#### Data under study:
________________________
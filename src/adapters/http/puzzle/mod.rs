//! HTTP adapter for puzzle endpoints.

mod dto;
mod handlers;
mod routes;

pub use dto::PuzzleResponse;
pub use handlers::PuzzleHandlers;
pub use routes::puzzle_routes;
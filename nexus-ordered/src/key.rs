//! Node link type for index-based trees.
//!
//! Tree nodes never point at each other directly. A link is a [`Key`] into
//! the tree's storage, and the reserved [`Key::NONE`] value plays the role
//! of the nil leaf (for red-black trees it is the shared black sentinel).

/// Index type used to link nodes stored in a [`Storage`](crate::Storage).
///
/// `NONE` is never handed out by storage, so it is free to mean "no child"
/// or "no parent".
///
/// # Example
///
/// ```
/// use nexus_ordered::Key;
///
/// let link: u32 = 7;
/// assert!(link.is_some());
/// assert!(u32::NONE.is_none());
/// assert_eq!(u32::from_usize(7), link);
/// ```
///
/// A narrower key shrinks every node by a few bytes, at the cost of a
/// smaller maximum tree size:
///
/// ```
/// use nexus_ordered::{AvlTree, Natural, Tree, VecStorage};
///
/// let mut tree: AvlTree<u64, Natural, u16> = Tree::with_storage(VecStorage::new(), Natural);
/// tree.insert(1).unwrap();
/// assert_eq!(tree.len(), 1);
/// ```
pub trait Key: Copy + Eq + core::fmt::Debug {
    /// The nil link.
    const NONE: Self;

    /// Builds a key from a slot position.
    fn from_usize(val: usize) -> Self;

    /// Returns the slot position this key addresses.
    fn as_usize(self) -> usize;

    /// Returns `true` for the nil link.
    #[inline]
    fn is_none(self) -> bool {
        self == Self::NONE
    }

    /// Returns `true` for a link to an actual node.
    #[inline]
    fn is_some(self) -> bool {
        !self.is_none()
    }

    /// Largest number of slots addressable without colliding with `NONE`.
    #[inline]
    fn max_slots() -> usize {
        Self::NONE.as_usize()
    }
}

macro_rules! impl_key_for_unsigned {
    ($($ty:ty),*) => {
        $(
            impl Key for $ty {
                const NONE: Self = <$ty>::MAX;

                #[inline]
                fn from_usize(val: usize) -> Self {
                    debug_assert!(val < <$ty>::MAX as usize, "slot position overflows key type");
                    val as Self
                }

                #[inline]
                fn as_usize(self) -> usize {
                    self as usize
                }
            }
        )*
    };
}

impl_key_for_unsigned!(u16, u32, u64, usize);
impl<T, B, C, K, S> Tree<T, B, C, K, S>
where
    B: Balance,
    C: Compare<T> + Default,
    K: Key,
    S: Storage<Node<T, B::Meta, K>, Key = K> + Default,
{
    /// Creates an empty tree with the default comparator and storage.
    pub fn new() -> Self {
        Self::with_compare(C::default())
    }
}

impl<T, B: Balance> Tree<T, B, Natural, u32, VecStorage<Node<T, B::Meta, u32>, u32>> {
    /// Starts configuring a tree; see [`TreeBuilder`].
    pub fn builder() -> TreeBuilder<T, B> {
        TreeBuilder::new()
    }
}

impl<T, B, C, K, S> Default for Tree<T, B, C, K, S>
where
    B: Balance,
    C: Compare<T> + Default,
    K: Key,
    S: Storage<Node<T, B::Meta, K>, Key = K> + Default,
{
    fn default() -> Self {
        Self::new()
    }
}

impl<T, B, C, K, S> Drop for Tree<T, B, C, K, S>
where
    B: Balance,
    K: Key,
    S: Storage<Node<T, B::Meta, K>, Key = K>,
{
    fn drop(&mut self) {
        self.clear();
    }
}

impl<T, B, C, K, S> fmt::Debug for Tree<T, B, C, K, S>
where
    T: fmt::Debug,
    B: Balance,
    K: Key,
    S: Storage<Node<T, B::Meta, K>, Key = K>,
{
    fn fmt(&self, f: &mut fmt::Formatter<'_>) -> fmt::Result {
        f.debug_set().entries(self.iter()).finish()
    }
}

// ============================================================================
// Link views
// ============================================================================

/// Shared link view of a tree. Only the tree itself constructs one.
struct LinkView<'a, T, B, C, K, S>
where
    B: Balance,
    K: Key,
    S: Storage<Node<T, B::Meta, K>, Key = K>,
{
    tree: &'a Tree<T, B, C, K, S>,
}

/// Exclusive link view of a tree, lent to a balancer hook.
struct LinkViewMut<'a, T, B, C, K, S>
where
    B: Balance,
    K: Key,
    S: Storage<Node<T, B::Meta, K>, Key = K>,
{
    tree: &'a mut Tree<T, B, C, K, S>,
}

impl<T, B, C, K, S> Links for LinkView<'_, T, B, C, K, S>
where
    B: Balance,
    K: Key,
    S: Storage<Node<T, B::Meta, K>, Key = K>,
{
    type Key = K;
    type Meta = B::Meta;

    #[inline]
    fn root_key(&self) -> K {
        self.tree.root
    }

    #[inline]
    fn left(&self, node: K) -> K {
        self.tree.node(node).left
    }

    #[inline]
    fn right(&self, node: K) -> K {
        self.tree.node(node).right
    }

    #[inline]
    fn parent(&self, node: K) -> K {
        self.tree.node(node).parent
    }

    #[inline]
    fn meta(&self, node: K) -> B::Meta {
        self.tree.node(node).meta
    }
}

impl<T, B, C, K, S> Links for LinkViewMut<'_, T, B, C, K, S>
where
    B: Balance,
    K: Key,
    S: Storage<Node<T, B::Meta, K>, Key = K>,
{
    type Key = K;
    type Meta = B::Meta;

    #[inline]
    fn root_key(&self) -> K {
        self.tree.root
    }

    #[inline]
    fn left(&self, node: K) -> K {
        self.tree.node(node).left
    }

    #[inline]
    fn right(&self, node: K) -> K {
        self.tree.node(node).right
    }

    #[inline]
    fn parent(&self, node: K) -> K {
        self.tree.node(node).parent
    }

    #[inline]
    fn meta(&self, node: K) -> B::Meta {
        self.tree.node(node).meta
    }
}

impl<T, B, C, K, S> LinksMut for LinkViewMut<'_, T, B, C, K, S>
where
    B: Balance,
    K: Key,
    S: Storage<Node<T, B::Meta, K>, Key = K>,
{
    #[inline]
    fn set_root_key(&mut self, root: K) {
        self.tree.root = root;
    }

    #[inline]
    fn set_left(&mut self, node: K, child: K) {
        self.tree.node_mut(node).left = child;
    }

    #[inline]
    fn set_right(&mut self, node: K, child: K) {
        self.tree.node_mut(node).right = child;
    }

    #[inline]
    fn set_parent(&mut self, node: K, parent: K) {
        self.tree.node_mut(node).parent = parent;
    }

    #[inline]
    fn set_meta(&mut self, node: K, meta: B::Meta) {
        self.tree.node_mut(node).meta = meta;
    }
}

// ============================================================================
// NodeRef
// ============================================================================

/// Read-only structural view of one node.
///
/// Lets callers walk the shape of the tree, e.g. to check black heights
/// from the outside.
pub struct NodeRef<'a, T, B, C, K, S>
where
    B: Balance,
    K: Key,
    S: Storage<Node<T, B::Meta, K>, Key = K>,
{
    tree: &'a Tree<T, B, C, K, S>,
    key: K,
}

impl<'a, T, B, C, K, S> NodeRef<'a, T, B, C, K, S>
where
    B: Balance,
    K: Key,
    S: Storage<Node<T, B::Meta, K>, Key = K>,
{
    #[inline]
    fn at(tree: &'a Tree<T, B, C, K, S>, key: K) -> Option<Self> {
        if key.is_none() {
            None
        } else {
            Some(Self { tree, key })
        }
    }

    /// The element in this node.
    #[inline]
    pub fn value(&self) -> &'a T {
        &self.tree.node(self.key).value
    }

    /// Balance metadata of this node.
    #[inline]
    pub fn meta(&self) -> B::Meta {
        self.tree.node(self.key).meta
    }

    /// Left child.
    #[inline]
    pub fn left(&self) -> Option<Self> {
        Self::at(self.tree, self.tree.node(self.key).left)
    }

    /// Right child.
    #[inline]
    pub fn right(&self) -> Option<Self> {
        Self::at(self.tree, self.tree.node(self.key).right)
    }

    /// Parent node.
    #[inline]
    pub fn parent(&self) -> Option<Self> {
        Self::at(self.tree, self.tree.node(self.key).parent)
    }
}

impl<T, B, C, K, S> Clone for NodeRef<'_, T, B, C, K, S>
where
    B: Balance,
    K: Key,
    S: Storage<Node<T, B::Meta, K>, Key = K>,
{
    fn clone(&self) -> Self {
        *self
    }
}

impl<T, B, C, K, S> Copy for NodeRef<'_, T, B, C, K, S>
where
    B: Balance,
    K: Key,
    S: Storage<Node<T, B::Meta, K>, Key = K>,
{
}

impl<T, B, C, K, S> fmt::Debug for NodeRef<'_, T, B, C, K, S>
where
    T: fmt::Debug,
    B: Balance,
    K: Key,
    S: Storage<Node<T, B::Meta, K>, Key = K>,
{
    fn fmt(&self, f: &mut fmt::Formatter<'_>) -> fmt::Result {
        f.debug_struct("NodeRef")
            .field("value", self.value())
            .field("meta", &self.meta())
            .finish()
    }
}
________________________
#### Assignment:
Using the listing above, find how many lines include "Natural"; reply with the number and no other words.

#### Response to this exercise:
3